[Work item]:
In the listing below, start your output at the line with "cannot be written." and end it after the line with "let mut drawn = 0;", copying every line exactly.

[Data provided]:
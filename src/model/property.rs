//! Property — the labelled edge type of the catalog graph.

use serde::{Deserialize, Serialize};

/// Opaque property identifier.
#[derive(Debug, Clone, Copy, PartialEq, Eq, Hash, PartialOrd, Ord, Serialize, Deserialize)]
#[serde(transparent)]
pub struct PropertyId(pub u64);

impl std::fmt::Display for PropertyId {
    fn fmt(&self, f: &mut std::fmt::Formatter<'_>) -> std::fmt::Result {
        write!(f, "{}", self.0)
    }
}

/// A vocabulary property, e.g. `dcterms:creator`.
///
/// The `term` is unique across the catalog and is the key under which
/// values are stored on a [`Resource`](super::Resource).
#[derive(Debug, Clone, PartialEq, Eq, Serialize, Deserialize)]
pub struct Property {
    pub id: PropertyId,
    pub term: String,
    pub label: String,
}

impl Property {
    pub fn new(id: PropertyId, term: impl Into<String>, label: impl Into<String>) -> Self {
        Self {
            id,
            term: term.into(),
            label: label.into(),
        }
    }

    /// Vocabulary prefix of the term (`dcterms` in `dcterms:creator`).
    pub fn namespace(&self) -> Option<&str> {
        self.term.split_once(':').map(|(ns, _)| ns)
    }

    /// Local name of the term (`creator` in `dcterms:creator`).
    pub fn local_name(&self) -> &str {
        self.term.split_once(':').map_or(self.term.as_str(), |(_, name)| name)
    }
}
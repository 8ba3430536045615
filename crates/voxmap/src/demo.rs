//! # Scripted Demo Walk
//!
//! Spawns a player in a procedural world, walks them along a slow curve
//! while chunks stream in, renders the minimap every frame and writes the
//! last frame to a PNG.
//!
//! The demo reads one TOML file. `MinimapConfig` takes the minimap
//! sections and `DemoConfig` takes the rest:
//!
//! ```toml
//! [viewport]
//! load_radius = 3
//!
//! [world]
//! seed = 42
//!
//! [streaming]
//! chunks_per_step = 6
//!
//! [walk]
//! frames = 600
//! speed = 0.4
//! ```

use std::f32::consts::TAU;
use std::path::{Path, PathBuf};
use std::sync::Arc;

use image::RgbaImage;
use serde::{Deserialize, Serialize};
use thiserror::Error;
use voxmap_procedural::{block_registry, ProceduralWorld, StreamingConfig, TerrainConfig};
use voxmap_rendering::{
    AssetIndex, ColorTableBuilder, ColorTableReport, FrameOutcome, FsImageSource, MinimapConfig, MinimapError,
    RasterSurface, RenderLoop,
};
use voxmap_shared::Vec3;

use crate::textures::procedural_textures;

/// Errors that end a demo run.
#[derive(Error, Debug)]
pub enum DemoError {
    /// Minimap setup failed.
    #[error(transparent)]
    Minimap(#[from] MinimapError),

    /// Configuration file could not be read.
    #[error("failed to read config {path}: {source}")]
    ConfigIo {
        /// File that failed.
        path: PathBuf,
        /// Underlying I/O error.
        source: std::io::Error,
    },

    /// Configuration file is not valid TOML for `DemoConfig`.
    #[error("failed to parse demo config: {0}")]
    ConfigParse(#[from] toml::de::Error),

    /// The async runtime could not be created.
    #[error("failed to start runtime: {0}")]
    Runtime(std::io::Error),

    /// The rendered minimap could not be written.
    #[error("failed to write {path}: {source}")]
    Output {
        /// Output file.
        path: PathBuf,
        /// Underlying encoder error.
        source: image::ImageError,
    },
}

/// The scripted walk.
#[derive(Clone, Debug, PartialEq, Serialize, Deserialize)]
#[serde(default)]
pub struct WalkConfig {
    /// Frames to render.
    pub frames: u32,
    /// Blocks walked per frame.
    pub speed: f32,
    /// Radians turned per frame.
    pub turn_rate: f32,
    /// Spawn X.
    pub start_x: f32,
    /// Spawn Z.
    pub start_z: f32,
    /// Wait for the frame interval between frames.
    pub paced: bool,
    /// Where the last frame is written. `None` skips the write.
    pub output: Option<PathBuf>,
}

impl Default for WalkConfig {
    fn default() -> Self {
        Self {
            frames: 300,
            speed: 0.5,
            turn_rate: 0.004,
            start_x: 0.0,
            start_z: 0.0,
            paced: false,
            output: Some(PathBuf::from("voxmap_demo.png")),
        }
    }
}

/// Host-side demo configuration.
#[derive(Clone, Debug, Default, PartialEq, Serialize, Deserialize)]
#[serde(default)]
pub struct DemoConfig {
    /// Terrain shape.
    pub world: TerrainConfig,
    /// Host streaming behaviour.
    pub streaming: StreamingConfig,
    /// The walk.
    pub walk: WalkConfig,
}

impl DemoConfig {
    /// Parses a configuration from TOML text.
    ///
    /// # Errors
    ///
    /// Returns `ConfigParse` if the TOML is malformed.
    pub fn from_toml_str(source: &str) -> Result<Self, DemoError> {
        Ok(toml::from_str(source)?)
    }

    /// Loads a configuration file.
    ///
    /// # Errors
    ///
    /// Returns an error if the file cannot be read or parsed.
    pub fn load(path: &Path) -> Result<Self, DemoError> {
        let source = std::fs::read_to_string(path).map_err(|source| DemoError::ConfigIo {
            path: path.to_path_buf(),
            source,
        })?;
        Self::from_toml_str(&source)
    }
}

/// What a demo run produced.
#[derive(Debug)]
pub struct DemoSummary {
    /// Frames rendered.
    pub frames: u64,
    /// Frames that drew (were not skipped).
    pub drawn: u64,
    /// Chunk tiles in the cache at the end.
    pub tiles_cached: usize,
    /// Chunks the host generated.
    pub chunks_streamed: usize,
    /// Color table build outcome.
    pub table: ColorTableReport,
    /// The last frame, rotated and masked.
    pub image: RgbaImage,
}

/// Runs the scripted walk.
///
/// Textures come from `minimap.assets.root` when set, otherwise from the
/// in-memory stand-in set.
///
/// # Errors
///
/// Returns an error if the asset directory cannot be indexed or the output
/// cannot be written.
pub async fn run_demo(minimap: &MinimapConfig, demo: &DemoConfig) -> Result<DemoSummary, DemoError> {
    let walk = &demo.walk;
    let mut world = ProceduralWorld::new(demo.world.clone(), demo.streaming.clone());
    world.spawn_player(walk.start_x, walk.start_z, 0.0);
    world.stream_step();

    let surface = RasterSurface::new(minimap.viewport.size_px);
    let template = minimap.assets.default_template.as_str();
    let fallback = minimap.colors.fallback;
    let mut render = if let Some(root) = &minimap.assets.root {
        let index = AssetIndex::from_dir(root, template)?;
        tracing::info!("indexed {} assets under {}", index.len(), root.display());
        let builder = ColorTableBuilder::new(index, Arc::new(FsImageSource::new(root)), fallback);
        RenderLoop::start(minimap, &world, &builder, surface).await
    } else {
        let source = procedural_textures(&block_registry(), template);
        let index = AssetIndex::new(source.keys(), template);
        let builder = ColorTableBuilder::new(index, Arc::new(source), fallback);
        RenderLoop::start(minimap, &world, &builder, surface).await
    };

    let (mut x, mut z, mut yaw) = (walk.start_x, walk.start_z, 0.0f32);
    let mut drawn = 0;
    for _ in 0..walk.frames {
        yaw = (yaw + walk.turn_rate) % TAU;
        // Yaw 0 faces +Z.
        x -= yaw.sin() * walk.speed;
        z += yaw.cos() * walk.speed;

        let terrain = world.generator();
        let ground = terrain.height_at(x.floor() as i32, z.floor() as i32);
        let y = ground.max(terrain.config().sea_level) as f32 + 1.0;
        world.set_player(Vec3::new(x, y, z), yaw);
        world.stream_step();

        if matches!(render.tick(&world), FrameOutcome::Drawn(_)) {
            drawn += 1;
        }
        if walk.paced {
            render.wait_next_frame().await;
        }
    }

    render.stats().log_summary();
    let image = render.surface().present();
    if let Some(path) = &walk.output {
        image.save(path).map_err(|source| DemoError::Output {
            path: path.clone(),
            source,
        })?;
        tracing::info!("wrote {}", path.display());
    }

    Ok(DemoSummary {
        frames: render.frame_count(),
        drawn,
        tiles_cached: render.compositor().cache().len(),
        chunks_streamed: world.loaded_chunks(),
        table: render.table_report(),
        image,
    })
}

#[cfg(test)]
mod tests {
    use super::*;

    #[test]
    fn test_shared_file_splits_sections() {
        let source = r#"
            [viewport]
            load_radius = 2

            [world]
            seed = 7
            sea_level = 50

            [walk]
            frames = 12
        "#;
        let demo = DemoConfig::from_toml_str(source).unwrap();
        let minimap = MinimapConfig::from_toml_str(source).unwrap();

        assert_eq!(demo.world.seed.value(), 7);
        assert_eq!(demo.world.sea_level, 50);
        assert_eq!(demo.walk.frames, 12);
        assert_eq!(demo.streaming, StreamingConfig::default());
        assert_eq!(minimap.viewport.load_radius, 2);
    }

    #[test]
    fn test_empty_is_default() {
        assert_eq!(DemoConfig::from_toml_str("").unwrap(), DemoConfig::default());
    }

    #[test]
    fn test_missing_file() {
        let err = DemoConfig::load(Path::new("/nonexistent/voxmap.toml")).unwrap_err();
        assert!(matches!(err, DemoError::ConfigIo { .. }));
    }
}
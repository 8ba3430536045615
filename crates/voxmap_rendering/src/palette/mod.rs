//! Block color table and the texture pipeline that fills it.
//!
//! Every block gets ONE representative color, computed once from its
//! texture before the first frame. The render loop never waits on this again.

mod assets;
mod average;
mod table;

pub use assets::{AssetIndex, AssetResolver, FsImageSource, ImageSource, MemoryImageSource};
pub use average::{average_region, representative_color};
pub use table::{ColorTable, ColorTableBuilder, ColorTableReport};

[Response below]:
/// cannot be written.
pub async fn run_demo(minimap: &MinimapConfig, demo: &DemoConfig) -> Result<DemoSummary, DemoError> {
    let walk = &demo.walk;
    let mut world = ProceduralWorld::new(demo.world.clone(), demo.streaming.clone());
    world.spawn_player(walk.start_x, walk.start_z, 0.0);
    world.stream_step();

    let surface = RasterSurface::new(minimap.viewport.size_px);
    let template = minimap.assets.default_template.as_str();
    let fallback = minimap.colors.fallback;
    let mut render = if let Some(root) = &minimap.assets.root {
        let index = AssetIndex::from_dir(root, template)?;
        tracing::info!("indexed {} assets under {}", index.len(), root.display());
        let builder = ColorTableBuilder::new(index, Arc::new(FsImageSource::new(root)), fallback);
        RenderLoop::start(minimap, &world, &builder, surface).await
    } else {
        let source = procedural_textures(&block_registry(), template);
        let index = AssetIndex::new(source.keys(), template);
        let builder = ColorTableBuilder::new(index, Arc::new(source), fallback);
        RenderLoop::start(minimap, &world, &builder, surface).await
    };

    let (mut x, mut z, mut yaw) = (walk.start_x, walk.start_z, 0.0f32);
    let mut drawn = 0;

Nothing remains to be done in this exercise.